One of the growing arguments between academia and the media arts industry is that most of the time academics do not reflect real-life events.
Sometimes, the industry complains about the industry and academia mismatch where students have been taught things that are not relevant in the world of work.
To solve this at the tertiary level, sometimes, the industry and academia join forces to research issues that are common to them.
Academia, on our part of the world, is also trying to be more practical though there is still a lot of room for improvement.
One thing that has been happening is students are often asked to reflect on what is happening in the world or entertainment and social media in their academic work.
The latest of such developments is the #FixTheCountry campaign.
First-year students in the Department of Sociology of the University of Ghana were asked a question about #FixTheCountry in their end of semester exam. It was the compulsory question carrying 30 marks.
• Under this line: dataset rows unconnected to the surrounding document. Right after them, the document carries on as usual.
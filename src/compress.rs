//! Compressor adapter: one selected algorithm driven over caller buffers.
//!
//! Construction *is* initialization: a successful [`LzoCompressor::new`]
//! has looked up the selector, obtained the initialized library, and bound
//! the native entry point into a typed call shape. There is no
//! half-initialized state to observe — a stream either exists and is
//! ready, or the constructor failed.
//!
//! Each compress call pins the three caller buffers one at a time under
//! the pin lock (never holding it across the native call), dispatches, and
//! maps the native status. On success the whole input is consumed by
//! contract, so the recorded remaining-input length drops to zero.

use crate::buffer::DirectBuffer;
use crate::error::LzoError;
use crate::ffi::{self, Compress2Fn, CompressFn, CompressLevelFn, LzoUint};
use crate::library::LzoLibrary;
use crate::registry::{self, CompressorDescriptor};
use std::ffi::c_void;
use std::ptr;

/// The call shape bound at init time, one of the three signatures the
/// native table mixes.
#[derive(Debug)]
enum CompressDispatch {
    /// Plain 5-argument entry; these variants take no level at all.
    LevelLess(CompressFn),
    /// The tunable lzo1b/lzo1c family entry with a trailing level; the
    /// table's fixed level applies when the caller supplies none.
    TwoArgLevel { entry: Compress2Fn, fixed_level: i32 },
    /// lzo1x_999/lzo1y_999: a plain entry plus the family's dedicated
    /// graduated-level routine.
    DedicatedLeveled { plain: CompressFn, leveled: CompressLevelFn },
}

impl CompressDispatch {
    fn resolve(
        library: &'static LzoLibrary,
        descriptor: &CompressorDescriptor,
    ) -> Result<Self, LzoError> {
        let leveled_symbol = match descriptor.symbol {
            "lzo1x_999_compress" => Some("lzo1x_999_compress_level"),
            "lzo1y_999_compress" => Some("lzo1y_999_compress_level"),
            _ => None,
        };
        unsafe {
            if let Some(leveled) = leveled_symbol {
                Ok(CompressDispatch::DedicatedLeveled {
                    plain:   library.resolve::<CompressFn>(descriptor.symbol)?,
                    leveled: library.resolve::<CompressLevelFn>(leveled)?,
                })
            } else if let Some(fixed_level) = descriptor.fixed_level {
                Ok(CompressDispatch::TwoArgLevel {
                    entry: library.resolve::<Compress2Fn>(descriptor.symbol)?,
                    fixed_level,
                })
            } else {
                Ok(CompressDispatch::LevelLess(
                    library.resolve::<CompressFn>(descriptor.symbol)?,
                ))
            }
        }
    }
}

#[derive(Debug)]
pub struct LzoCompressor {
    selector:          u32,
    descriptor:        &'static CompressorDescriptor,
    dispatch:          CompressDispatch,
    /// Optional runtime level, read before each compress call. Honored
    /// only by the variants whose entry point takes a level; everything
    /// else ignores it.
    compression_level: Option<i32>,
    remaining_input:   usize,
    bytes_read:        u64,
    bytes_written:     u64,
    finish:            bool,
    finished:          bool,
}

impl LzoCompressor {
    /// Initialize a compressor stream for `selector`.
    ///
    /// Fails with [`LzoError::InvalidSelector`] for an out-of-table index,
    /// [`LzoError::SymbolNotFound`] when the loaded library predates the
    /// variant, or whatever the one-time library initialization recorded.
    pub fn new(selector: u32) -> Result<Self, LzoError> {
        let descriptor = registry::compressor(selector)?;
        let library = LzoLibrary::get()?;
        let dispatch = CompressDispatch::resolve(library, descriptor)?;
        Ok(LzoCompressor {
            selector,
            descriptor,
            dispatch,
            compression_level: None,
            remaining_input: 0,
            bytes_read: 0,
            bytes_written: 0,
            finish: false,
            finished: false,
        })
    }

    pub fn selector(&self) -> u32 {
        self.selector
    }

    /// The resolved native symbol name, for diagnostics.
    pub fn symbol(&self) -> &'static str {
        self.descriptor.symbol
    }

    /// Scratch-memory requirement the caller must provision the working
    /// buffer with.
    pub fn working_memory_len(&self) -> usize {
        self.descriptor.working_memory
    }

    /// Set (or clear) the runtime compression level consulted before each
    /// call.
    pub fn set_compression_level(&mut self, level: Option<i32>) {
        self.compression_level = level;
    }

    /// Compress `input_len` bytes of `input` into `output`, using
    /// `working` as native scratch space.
    ///
    /// Returns the produced byte count. Returns `Ok(0)` without invoking
    /// the native entry when any buffer cannot be pinned; that degraded
    /// case is indistinguishable from a legitimate empty result. On native
    /// failure the adapter state is left intact and the stream remains
    /// usable for subsequent calls.
    pub fn compress(
        &mut self,
        input: &DirectBuffer,
        input_len: usize,
        output: &mut DirectBuffer,
        working: &mut DirectBuffer,
    ) -> Result<usize, LzoError> {
        if input_len > input.capacity() {
            return Err(LzoError::Internal(format!(
                "input length {input_len} exceeds buffer capacity {}",
                input.capacity()
            )));
        }
        if working.capacity() < self.descriptor.working_memory {
            return Err(LzoError::Internal(format!(
                "working memory {} below the {} bytes {} requires",
                working.capacity(),
                self.descriptor.working_memory,
                self.descriptor.symbol
            )));
        }
        self.remaining_input = input_len;

        // Each pin takes and releases the lock on its own; none of them is
        // held across the native call below.
        let Some(src) = input.pin()? else { return Ok(0) };
        let Some(dst) = output.pin_mut()? else { return Ok(0) };
        let Some(wrk) = working.pin_mut()? else { return Ok(0) };
        let wrk = wrk.cast::<c_void>();

        let mut produced: LzoUint = output.capacity();
        let level = self.compression_level;
        let rv = unsafe {
            match &self.dispatch {
                CompressDispatch::LevelLess(entry) => {
                    entry(src, input_len, dst, &mut produced, wrk)
                }
                CompressDispatch::TwoArgLevel { entry, fixed_level } => {
                    entry(src, input_len, dst, &mut produced, wrk,
                          level.unwrap_or(*fixed_level))
                }
                CompressDispatch::DedicatedLeveled { plain, leveled } => match level {
                    None => plain(src, input_len, dst, &mut produced, wrk),
                    Some(l) => leveled(src, input_len, dst, &mut produced, wrk,
                                       ptr::null(), 0, ptr::null_mut(), l),
                },
            }
        };

        if rv != ffi::status::OK {
            return Err(LzoError::Codec { symbol: self.descriptor.symbol, status: rv });
        }

        // The native compressors consume their entire input.
        self.remaining_input = 0;
        self.bytes_read += input_len as u64;
        self.bytes_written += produced as u64;
        output.set_len(produced);
        Ok(produced)
    }

    /// Bytes of the last submitted input not yet consumed; zero after any
    /// successful call.
    pub fn remaining_input(&self) -> usize {
        self.remaining_input
    }

    pub fn bytes_read(&self) -> u64 {
        self.bytes_read
    }

    pub fn bytes_written(&self) -> u64 {
        self.bytes_written
    }

    // End-of-stream flags: pass-through state for the surrounding stream
    // logic; the adapter itself never acts on them.

    pub fn request_finish(&mut self) {
        self.finish = true;
    }

    pub fn finish_requested(&self) -> bool {
        self.finish
    }

    pub fn set_finished(&mut self, finished: bool) {
        self.finished = finished;
    }

    pub fn finished(&self) -> bool {
        self.finished
    }
}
The students were asked to advance four arguments they would advocate for that would “make a substantial difference in fixing the country.”
However, this is not the first time something like this has happened.
Some of the music released by some of the award-winning Ghanaian musicians have also sometimes found their way into academia.
Kofi Kinaata is used to this asin 2017, his then hit song “Confessions” became an academic reference material. The lyrics to that song appeared in a Level 200 Literature in English course material at the Kwame Nkrumah Nkrumah University of Science and Technology.
Two years later in 2019, another Kofi Kinaata hit song also found its way into academia.
A University of Ghana lecturer, used Kofi Kinaata’s “Things Fall Apart”, during her lecture in the Study of Religion Class.
In 2018, then Level 200 students of the Ghana Institute Of Journalism (GIJ) encountered a question about Self-acclaimed Rap King Sarkodie and budding act, Fancy Gadam.
The chorus of Fancy Gadam’s hit song “Total Cheat” was used as a preamble for a question in their end of semester exam.
Another Ghanaian celebrity who has been featured in academia is Shatta Wale. He has had two “cameos” for a want of a better, in tertiary level academic work all in December 2018.
A comment Shatta Wale made about Ghana appeared in an exam question at the University of Development Studies, UDS.
The first question in the Level 200 Fundamentals of Human Geography course was based on Shatta Wale’s infamous comment that “Ghana is a village”.
“Charles Nii Armah Mensah Jnr., a Ghanaian producer and reggae-dancehall musician popularly known as Shatta Wale, recently described Ghana as a village during a performance in London. With reference to your knowledge about development problems of villages, state five relevant reasons why Shatta Wale described the whole of Ghana as a village,” the question read.
Later in that same month, Central University also name-dropped him in an exam. Level 300 Bachelor of Laws students at Central University had Shatta Wale featuring in their end of the semester exam.
The students were asked to answer an essay question on copyright law that is also a current subject of discussion among many entertainment industry leaders. Shatta Wale was used as a reference point though the scenario had nothing to do with him in real life.
Though academia needs to do more to bridge the gap between industry and academia, this is, at least is the basics.